(Items listed in a dataset)
****************************************
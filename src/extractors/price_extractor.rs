//! Price extraction
//!
//! Catalog prices are rendered as `<label> = <amount> <currency>`, e.g.
//! `Цена: = 199.99 ман`. The amount is the first token after the `=`.

use tracing::warn;

use crate::config::PricePolicy;
use crate::error::{CatalogError, PriceLocation, Result};

/// Pull the amount out of one price element's text.
///
/// `at` only serves to make errors traceable.
pub fn parse_price(at: PriceLocation, text: &str) -> Result<String> {
    let (_, rest) = text
        .split_once('=')
        .ok_or_else(|| CatalogError::MissingPriceDelimiter {
            at,
            text: text.to_string(),
        })?;

    rest.split_whitespace()
        .next()
        .map(String::from)
        .ok_or_else(|| CatalogError::EmptyPrice {
            at,
            text: text.to_string(),
        })
}

/// Parse a whole list of price texts under `policy`.
///
/// Under [`PricePolicy::Skip`] a malformed entry becomes `None` so the list
/// keeps its positions.
pub fn parse_prices(texts: &[String], policy: PricePolicy) -> Result<Vec<Option<String>>> {
    texts
        .iter()
        .enumerate()
        .map(|(index, text)| match parse_price(PriceLocation::Match(index), text) {
            Ok(price) => Ok(Some(price)),
            Err(e) if policy == PricePolicy::Skip && e.is_extraction_shape() => {
                warn!("Skipping price: {}", e);
                Ok(None)
            }
            Err(e) => Err(e),
        })
        .collect()
}
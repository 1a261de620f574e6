//! One-shot run: read the page, extract products, write the JSON file.

use std::fs;
use std::path::{Path, PathBuf};

use scraper::Html;
use tracing::{debug, info};

use crate::catalog::{assemble_from_containers, assemble_positional, Product};
use crate::config::{AlignmentMode, CatalogConfig};
use crate::error::{CatalogError, Result};
use crate::extractors::{extract_fields, parse_prices, CompiledSelectors};
use crate::output::{to_json, write_output};

/// What a run found and where it went
#[derive(Debug, Clone, PartialEq, Eq)]
pub struct RunSummary {
    pub records: usize,
    pub names_matched: usize,
    pub prices_matched: usize,
    pub codes_matched: usize,
    /// Malformed prices dropped under the skip policy, plus incomplete cards in container mode
    pub skipped: usize,
    pub output: PathBuf,
}

/// Products plus the match counts that produced them
#[derive(Debug)]
pub struct Extraction {
    pub products: Vec<Product>,
    pub names_matched: usize,
    pub prices_matched: usize,
    pub codes_matched: usize,
    pub skipped: usize,
}

/// Read a file as UTF-8, dropping any byte sequences that do not decode
pub fn load_html(path: &Path) -> Result<String> {
    let bytes = fs::read(path).map_err(|source| CatalogError::InputRead {
        path: path.to_path_buf(),
        source,
    })?;

    let mut html = String::with_capacity(bytes.len());
    for chunk in bytes.utf8_chunks() {
        html.push_str(chunk.valid());
    }
    debug!("Loaded {} bytes from {}", bytes.len(), path.display());
    Ok(html)
}

/// Parse `html` and assemble products according to `config`
pub fn extract_products(html: &str, config: &CatalogConfig) -> Result<Extraction> {
    let selectors = CompiledSelectors::compile(&config.selectors)?;
    let document = Html::parse_document(html);

    match (config.alignment, selectors.container.as_ref()) {
        (AlignmentMode::Container, Some(container)) => {
            let fields = extract_fields(&document, &selectors);
            let assembly =
                assemble_from_containers(&document, &selectors, container, config.price_policy)?;
            info!("Found {} product containers", assembly.containers);
            Ok(Extraction {
                products: assembly.products,
                names_matched: fields.names.len(),
                prices_matched: fields.prices.len(),
                codes_matched: fields.codes.len(),
                skipped: assembly.skipped,
            })
        }
        (AlignmentMode::Container, None) => Err(CatalogError::MissingContainerSelector),
        (AlignmentMode::Positional, _) => {
            let fields = extract_fields(&document, &selectors);
            let (names_matched, prices_matched, codes_matched) =
                (fields.names.len(), fields.prices.len(), fields.codes.len());
            let prices = parse_prices(&fields.prices, config.price_policy)?;
            let skipped = prices.iter().filter(|p| p.is_none()).count();
            debug!("Parsed prices: {:?}", prices);
            Ok(Extraction {
                products: assemble_positional(fields.names, prices, fields.codes),
                names_matched,
                prices_matched,
                codes_matched,
                skipped,
            })
        }
    }
}

/// Everything up to the write: returns the rendered JSON and the summary
pub fn render(config: &CatalogConfig) -> Result<(String, RunSummary)> {
    info!("Reading {}", config.input.display());
    let html = load_html(&config.input)?;
    let extraction = extract_products(&html, config)?;
    let json = to_json(&extraction.products)?;

    let summary = RunSummary {
        records: extraction.products.len(),
        names_matched: extraction.names_matched,
        prices_matched: extraction.prices_matched,
        codes_matched: extraction.codes_matched,
        skipped: extraction.skipped,
        output: config.output.clone(),
    };
    Ok((json, summary))
}

/// Run the full pipeline and overwrite the output file
pub fn run(config: &CatalogConfig) -> Result<RunSummary> {
    let (json, summary) = render(config)?;
    write_output(&config.output, &json)?;
    info!(
        "Wrote {} products to {}",
        summary.records,
        summary.output.display()
    );
    Ok(summary)
}
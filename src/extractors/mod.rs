//! HTML extraction modules
//!
//! `css_extractor` locates elements and reads their text,
//! `price_extractor` turns raw price text into an amount.

mod css_extractor;
mod price_extractor;

pub use css_extractor::*;
pub use price_extractor::*;

use scraper::{Html, Selector};
use tracing::debug;

use crate::config::SelectorConfig;
use crate::error::Result;

/// Selectors compiled once per run
#[derive(Debug)]
pub struct CompiledSelectors {
    pub price: Selector,
    pub code: Selector,
    pub name: Selector,
    pub container: Option<Selector>,
}

impl CompiledSelectors {
    pub fn compile(config: &SelectorConfig) -> Result<Self> {
        Ok(Self {
            price: compile_selector(&config.price)?,
            code: compile_selector(&config.code)?,
            name: compile_selector(&config.name)?,
            container: config.container.as_deref().map(compile_selector).transpose()?,
        })
    }
}

/// Raw text of every match for each field, each list in document order
#[derive(Debug, Clone, Default, PartialEq)]
pub struct FieldLists {
    pub names: Vec<String>,
    pub prices: Vec<String>,
    pub codes: Vec<String>,
}

/// Run the three field selectors over the whole document
pub fn extract_fields(document: &Html, selectors: &CompiledSelectors) -> FieldLists {
    let prices = select_text(document, &selectors.price);
    let codes = select_text(document, &selectors.code);
    let names = select_text(document, &selectors.name);

    debug!("Matched {} prices: {:?}", prices.len(), prices);
    debug!("Matched {} codes: {:?}", codes.len(), codes);
    debug!("Matched {} names: {:?}", names.len(), names);

    FieldLists {
        names,
        prices,
        codes,
    }
}
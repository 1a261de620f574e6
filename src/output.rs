//! JSON rendering and output file handling

use std::fs;
use std::io;
use std::path::Path;

use serde::Serialize;
use serde_json::ser::{PrettyFormatter, Serializer};
use tracing::debug;

use crate::catalog::Product;
use crate::error::{CatalogError, Result};

const INDENT: &[u8] = b"    ";

/// Render products as a 4-space indented JSON array.
/// Non-ASCII text is written as-is, not `\u` escaped.
pub fn to_json(products: &[Product]) -> Result<String> {
    let mut buf = Vec::new();
    let mut serializer = Serializer::with_formatter(&mut buf, PrettyFormatter::with_indent(INDENT));
    products.serialize(&mut serializer)?;
    String::from_utf8(buf).map_err(|e| CatalogError::Serialize(serde::ser::Error::custom(e)))
}

/// Overwrite `path` with `contents`, creating missing parent directories
pub fn write_output(path: &Path, contents: &str) -> Result<()> {
    let to_error = |source: io::Error| CatalogError::OutputWrite {
        path: path.to_path_buf(),
        source,
    };

    if let Some(parent) = path.parent().filter(|p| !p.as_os_str().is_empty()) {
        fs::create_dir_all(parent).map_err(to_error)?;
    }

    fs::write(path, contents).map_err(to_error)?;
    debug!("Wrote {} bytes to {}", contents.len(), path.display());
    Ok(())
}
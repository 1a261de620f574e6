//! CSS selector-based extraction
//!
//! Uses the scraper crate to select elements by CSS selectors. Text is
//! returned exactly as it appears in the markup, whitespace included.

use scraper::{ElementRef, Html, Selector};

use crate::error::{CatalogError, Result};

/// Compile a CSS selector, surfacing the parser's complaint on failure
pub fn compile_selector(selector_str: &str) -> Result<Selector> {
    Selector::parse(selector_str).map_err(|e| CatalogError::InvalidSelector {
        selector: selector_str.to_string(),
        reason: e.to_string(),
    })
}

/// Concatenated text of every descendant text node
pub fn element_text(element: ElementRef<'_>) -> String {
    element.text().collect()
}

/// Text content of all elements matching `selector`, in document order
pub fn select_text(document: &Html, selector: &Selector) -> Vec<String> {
    document.select(selector).map(element_text).collect()
}

/// Text of the first match of `selector` inside `scope`
pub fn select_first_text(scope: ElementRef<'_>, selector: &Selector) -> Option<String> {
    scope.select(selector).next().map(element_text)
}

/// Parse `html` and extract the text of elements matching `selector_str`
pub fn extract_css_text(html: &str, selector_str: &str) -> Result<Vec<String>> {
    let document = Html::parse_document(html);
    let selector = compile_selector(selector_str)?;
    Ok(select_text(&document, &selector))
}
****************************************
■ Task details
For every line of the records that has the word "rest" in it, make a copy.

■ Solution to the exercise
    let (_, rest) = text
    rest.split_whitespace()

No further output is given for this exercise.